**Exercise requirements**
Using the listing below, report each line holding the string "that".

**Given records**

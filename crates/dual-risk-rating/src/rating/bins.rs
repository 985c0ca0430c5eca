use serde::{Deserialize, Serialize};

/// One threshold of a bin table. `upper_bound: None` is the unbounded tail.
#[derive(Debug, Clone, Copy, PartialEq, Serialize, Deserialize)]
pub struct BinEntry {
    pub upper_bound: Option<f64>,
    pub score: f64,
}

impl BinEntry {
    pub const fn below(upper_bound: f64, score: f64) -> Self {
        Self {
            upper_bound: Some(upper_bound),
            score,
        }
    }

    pub const fn unbounded(score: f64) -> Self {
        Self {
            upper_bound: None,
            score,
        }
    }

    fn admits(&self, value: f64) -> bool {
        self.upper_bound.map_or(true, |bound| value < bound)
    }
}

/// Ascending thresholds that discretize a continuous metric into a sub-score.
#[derive(Debug, Clone, PartialEq, Serialize, Deserialize)]
#[serde(transparent)]
pub struct BinTable {
    entries: Vec<BinEntry>,
}

impl BinTable {
    pub fn new(entries: Vec<BinEntry>) -> Result<Self, BinTableError> {
        let table = Self { entries };
        table.check()?;
        Ok(table)
    }

    /// Built-in tables that are known to satisfy [`BinTable::check`].
    pub(crate) fn from_sorted(entries: Vec<BinEntry>) -> Self {
        Self { entries }
    }

    pub fn entries(&self) -> &[BinEntry] {
        &self.entries
    }

    /// Score of the first bin whose bound strictly exceeds `value`.
    ///
    /// A value equal to a bound lands in the following bin.
    pub fn lookup(&self, value: f64) -> Result<f64, BinTableError> {
        if self.entries.is_empty() {
            return Err(BinTableError::Empty);
        }

        self.entries
            .iter()
            .find(|entry| entry.admits(value))
            .map(|entry| entry.score)
            .ok_or(BinTableError::NoMatch(value))
    }

    /// Verify the table is non-empty, ascending, and closed by an unbounded tail.
    pub fn check(&self) -> Result<(), BinTableError> {
        let (last, leading) = self.entries.split_last().ok_or(BinTableError::Empty)?;

        let mut previous: Option<f64> = None;
        for (index, entry) in leading.iter().enumerate() {
            let bound = entry
                .upper_bound
                .ok_or(BinTableError::UnboundedBeforeEnd { index })?;
            if !bound.is_finite() || !entry.score.is_finite() {
                return Err(BinTableError::NonFinite { index });
            }
            if let Some(previous) = previous {
                if bound <= previous {
                    return Err(BinTableError::Unsorted {
                        index,
                        bound,
                        previous,
                    });
                }
            }
            previous = Some(bound);
        }

        if let Some(bound) = last.upper_bound {
            if bound != f64::INFINITY {
                return Err(BinTableError::BoundedTail(bound));
            }
        }
        if !last.score.is_finite() {
            return Err(BinTableError::NonFinite {
                index: leading.len(),
            });
        }

        Ok(())
    }
}

#[derive(Debug, Clone, PartialEq, thiserror::Error)]
pub enum BinTableError {
    #[error("bin table has no entries")]
    Empty,
    #[error("bin {index} is unbounded but is not the final bin")]
    UnboundedBeforeEnd { index: usize },
    #[error("bin {index} bound {bound} does not exceed the previous bound {previous}")]
    Unsorted {
        index: usize,
        bound: f64,
        previous: f64,
    },
    #[error("bin {index} carries a non-finite bound or score")]
    NonFinite { index: usize },
    #[error("final bin must be unbounded, found bound {0}")]
    BoundedTail(f64),
    #[error("no bin covers value {0}")]
    NoMatch(f64),
}

#[cfg(test)]
mod tests {
    use super::*;

    fn ltv_table() -> BinTable {
        BinTable::new(vec![
            BinEntry::below(30.0, 4.0),
            BinEntry::below(66.0, 5.0),
            BinEntry::unbounded(6.0),
        ])
        .expect("valid table")
    }

    #[test]
    fn lookup_returns_first_bin_above_value() {
        let table = ltv_table();
        assert_eq!(table.lookup(0.0), Ok(4.0));
        assert_eq!(table.lookup(29.999), Ok(4.0));
        assert_eq!(table.lookup(50.0), Ok(5.0));
        assert_eq!(table.lookup(250.0), Ok(6.0));
    }

    #[test]
    fn value_on_a_bound_falls_into_the_next_bin() {
        let table = ltv_table();
        assert_eq!(table.lookup(30.0), Ok(5.0));
        assert_eq!(table.lookup(66.0), Ok(6.0));
    }

    #[test]
    fn empty_table_is_a_configuration_error() {
        let table: BinTable = serde_json::from_str("[]").expect("deserializes");
        assert_eq!(table.lookup(1.0), Err(BinTableError::Empty));
        assert_eq!(BinTable::new(Vec::new()), Err(BinTableError::Empty));
    }

    #[test]
    fn check_rejects_unsorted_bounds() {
        let result = BinTable::new(vec![
            BinEntry::below(66.0, 5.0),
            BinEntry::below(30.0, 4.0),
            BinEntry::unbounded(6.0),
        ]);
        assert!(matches!(
            result,
            Err(BinTableError::Unsorted { index: 1, .. })
        ));
    }

    #[test]
    fn check_requires_unbounded_tail() {
        let result = BinTable::new(vec![BinEntry::below(30.0, 4.0), BinEntry::below(66.0, 5.0)]);
        assert_eq!(result, Err(BinTableError::BoundedTail(66.0)));

        let result = BinTable::new(vec![BinEntry::unbounded(4.0), BinEntry::unbounded(5.0)]);
        assert_eq!(result, Err(BinTableError::UnboundedBeforeEnd { index: 0 }));
    }

    #[test]
    fn unbounded_tail_serializes_as_null() {
        let json = serde_json::to_value(ltv_table()).expect("serializes");
        assert_eq!(json[2]["upper_bound"], serde_json::Value::Null);
        assert_eq!(json[0]["upper_bound"], 30.0);
    }
}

**Reply**
/// Ascending thresholds that discretize a continuous metric into a sub-score.
    /// Built-in tables that are known to satisfy [`BinTable::check`].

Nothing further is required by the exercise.